▸ **EXERCISE REQUIREMENTS**: In the data, find the word "PieceKind" and copy out every line that has it.
─── INFORMATION SUPPLIED
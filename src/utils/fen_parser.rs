//! Notation-to-GameState parser.
//!
//! Accepts the PDN `FEN` tag (`[FEN "W:W21,22,K30:B1,2"]`) or its bare body,
//! case-insensitively. Grammar after upper-casing:
//!
//! ```text
//! body       := turn [':' prefix] (':' segment)* ['.']
//! turn       := 'W' | 'B'
//! prefix     := 'W' | 'B'          duplicated color marker, followed by two segments
//! segment    := ('W' | 'B') [item (',' item)*]
//! item       := ['K'] number | ply-marker
//! ply-marker := ('G' | 'P') digits  move-number / pending-move marker, skipped
//! ```
//!
//! When the prefix is present it is the side to move. Parsing builds a fresh
//! buffer and never touches shared state.

use crate::draughts_errors::{DraughtsResult, NotationError};
use crate::game_state::board_geometry::BoardGeometry;
use crate::game_state::draughts_types::*;

pub fn parse_fen(fen: &str, square_count: usize) -> DraughtsResult<GameState> {
    BoardGeometry::from_square_count(square_count)?;

    let upper = fen.trim().to_ascii_uppercase();
    let body = strip_tag(&upper);

    let fields: Vec<&str> = body
        .split(':')
        .map(str::trim)
        .filter(|field| !is_ply_marker(field))
        .collect();

    let (turn_field, mut rest) = match fields.split_first() {
        Some((first, rest)) if !first.is_empty() => (*first, rest),
        _ => return Err(NotationError::Empty.into()),
    };
    let mut side_to_move =
        parse_turn(turn_field).ok_or_else(|| NotationError::MissingTurn(turn_field.to_owned()))?;

    if rest.len() >= 3 {
        if let Some(prefixed) = parse_turn(rest[0]) {
            side_to_move = prefixed;
            rest = &rest[1..];
        }
    }

    let mut position = vec![EMPTY; square_count];
    let mut seen = [false; 2];
    let mut segments = 0usize;

    for field in rest {
        if segments == 2 {
            return Err(NotationError::TrailingField((*field).to_owned()).into());
        }
        let (color, items) = parse_segment(field)?;
        if seen[color.index()] {
            return Err(NotationError::DuplicateSegment(color.notation_char()).into());
        }
        seen[color.index()] = true;
        segments += 1;
        populate(&mut position, items, color)?;
    }

    if position.iter().all(|&piece| piece == EMPTY) {
        return Err(NotationError::EmptyPosition.into());
    }

    GameState::with_starting_color(position, side_to_move)
}

/// Removes the optional `[FEN "..."]` wrapper and a trailing full stop.
fn strip_tag(notation: &str) -> &str {
    let mut body = notation;
    if let Some(inner) = body.strip_prefix("[FEN") {
        body = inner.trim_start();
        body = body.strip_suffix(']').unwrap_or(body).trim_end();
        body = body.strip_prefix('"').unwrap_or(body);
        body = body.strip_suffix('"').unwrap_or(body);
    }
    let body = body.trim();
    body.strip_suffix('.').unwrap_or(body)
}

fn parse_turn(field: &str) -> Option<Color> {
    match field {
        "W" => Some(Color::White),
        "B" => Some(Color::Black),
        _ => None,
    }
}

fn parse_segment(field: &str) -> Result<(Color, &str), NotationError> {
    let color = match field.chars().next() {
        Some('W') => Color::White,
        Some('B') => Color::Black,
        _ => return Err(NotationError::InvalidSegment(field.to_owned())),
    };
    Ok((color, field[1..].trim()))
}

fn is_ply_marker(item: &str) -> bool {
    match item.strip_prefix('G').or_else(|| item.strip_prefix('P')) {
        Some(digits) => !digits.is_empty() && digits.bytes().all(|b| b.is_ascii_digit()),
        None => false,
    }
}

fn populate(position: &mut [Piece], items: &str, color: Color) -> Result<(), NotationError> {
    if items.is_empty() {
        return Ok(());
    }

    for raw in items.split(',') {
        let item = raw.trim();
        if is_ply_marker(item) {
            continue;
        }

        let (kind, digits) = match item.strip_prefix('K') {
            Some(rest) => (PieceKind::King, rest),
            None => (PieceKind::Man, item),
        };
        if digits.is_empty() || !digits.bytes().all(|b| b.is_ascii_digit()) {
            return Err(NotationError::InvalidItem(item.to_owned()));
        }
        let number: u32 = digits
            .parse()
            .map_err(|_| NotationError::SquareOutOfRange((u32::MAX, position.len())))?;

        let idx = match usize::try_from(number) {
            Ok(n) if (1..=position.len()).contains(&n) => n - 1,
            _ => return Err(NotationError::SquareOutOfRange((number, position.len()))),
        };
        if position[idx] != EMPTY {
            return Err(NotationError::DuplicateSquare(number));
        }
        position[idx] = encode_piece(color, kind);
    }

    Ok(())
}

#[cfg(test)]
mod tests {
    use super::parse_fen;
    use crate::draughts_errors::{DraughtsErrors, NotationError};
    use crate::game_state::draughts_rules::AMERICAN_CHECKERS_STARTING_FEN;
    use crate::game_state::draughts_types::*;

    fn notation_error(fen: &str) -> NotationError {
        match parse_fen(fen, 32) {
            Err(DraughtsErrors::Notation(err)) => err,
            other => panic!("expected a notation error for {fen}, got {other:?}"),
        }
    }

    #[test]
    fn parse_starting_fen() {
        let board = parse_fen(AMERICAN_CHECKERS_STARTING_FEN, 32).expect("starting FEN should parse");
        assert_eq!(board.side_to_move(), Color::Black);
        assert_eq!(board.starting_color(), Color::Black);
        assert_eq!(&board.position()[..12], &[BLACK_MAN; 12]);
        assert_eq!(&board.position()[20..], &[WHITE_MAN; 12]);
        assert!(board.move_stack().is_empty());
    }

    #[test]
    fn parses_kings_and_lowercase_bodies() {
        let board = parse_fen("b:w18,24,27,28,k10,k15:b12,16,20,k22,k25,k29", 32)
            .expect("lowercase bare body");
        assert_eq!(board.side_to_move(), Color::Black);
        assert_eq!(board[9], WHITE_KING);
        assert_eq!(board[17], WHITE_MAN);
        assert_eq!(board[11], BLACK_MAN);
        assert_eq!(board[28], BLACK_KING);
        assert_eq!(board.pieces().count(), 12);
    }

    #[test]
    fn duplicate_color_prefix_names_the_side_to_move() {
        let board = parse_fen("[FEN \"W:B:W18:B12\"]", 32).expect("prefixed notation");
        assert_eq!(board.side_to_move(), Color::Black);

        let board = parse_fen("[FEN \"B:B:W:B5\"]", 32).expect("prefixed notation, no white");
        assert_eq!(board.side_to_move(), Color::Black);
        assert_eq!(board[4], BLACK_MAN);
        assert_eq!(board.pieces().count(), 1);
    }

    #[test]
    fn empty_segment_without_prefix_keeps_the_turn() {
        let board = parse_fen("B:W:B12", 32).expect("white has no pieces");
        assert_eq!(board.side_to_move(), Color::Black);
        assert_eq!(board.pieces().count(), 1);

        let board = parse_fen("W:B3", 32).expect("white segment omitted");
        assert_eq!(board.side_to_move(), Color::White);
        assert_eq!(board[2], BLACK_MAN);
    }

    #[test]
    fn skips_move_number_markers_and_trailing_stop() {
        let board = parse_fen("[FEN \"G12:W:W18,P3,24:B12,G7.\"]", 32).expect("markers skipped");
        assert_eq!(board.side_to_move(), Color::White);
        assert_eq!(board[17], WHITE_MAN);
        assert_eq!(board[23], WHITE_MAN);
        assert_eq!(board[11], BLACK_MAN);
        assert_eq!(board.pieces().count(), 3);
    }

    #[test]
    fn rejects_malformed_notation() {
        assert_eq!(notation_error(""), NotationError::Empty);
        assert_eq!(notation_error("[FEN \"\"]"), NotationError::Empty);
        assert_eq!(
            notation_error("W18,24:B12"),
            NotationError::MissingTurn("W18,24".to_owned())
        );
        assert_eq!(notation_error("W:W:B"), NotationError::EmptyPosition);
        assert_eq!(
            notation_error("W:W18:B33"),
            NotationError::SquareOutOfRange((33, 32))
        );
        assert_eq!(
            notation_error("W:W0:B12"),
            NotationError::SquareOutOfRange((0, 32))
        );
        assert_eq!(
            notation_error("W:W18,X4:B12"),
            NotationError::InvalidItem("X4".to_owned())
        );
        assert_eq!(
            notation_error("W:W18,:B12"),
            NotationError::InvalidItem(String::new())
        );
        assert_eq!(notation_error("W:W18:W12"), NotationError::DuplicateSegment('W'));
        assert_eq!(notation_error("W:W18:B18"), NotationError::DuplicateSquare(18));
        assert_eq!(
            notation_error("W:W18:B12:B13"),
            NotationError::TrailingField("B13".to_owned())
        );
        assert_eq!(
            notation_error("W:X18:B12"),
            NotationError::InvalidSegment("X18".to_owned())
        );
    }

    #[test]
    fn rejects_non_square_boards() {
        assert_eq!(
            parse_fen("W:W1:B2", 17),
            Err(DraughtsErrors::Configuration(17))
        );
        assert_eq!(
            parse_fen("W:W1:B2", usize::MAX),
            Err(DraughtsErrors::Configuration(usize::MAX))
        );
    }
}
──────
▸ **COMPLETED EXERCISE**:
            Some(rest) => (PieceKind::King, rest),
            None => (PieceKind::Man, item),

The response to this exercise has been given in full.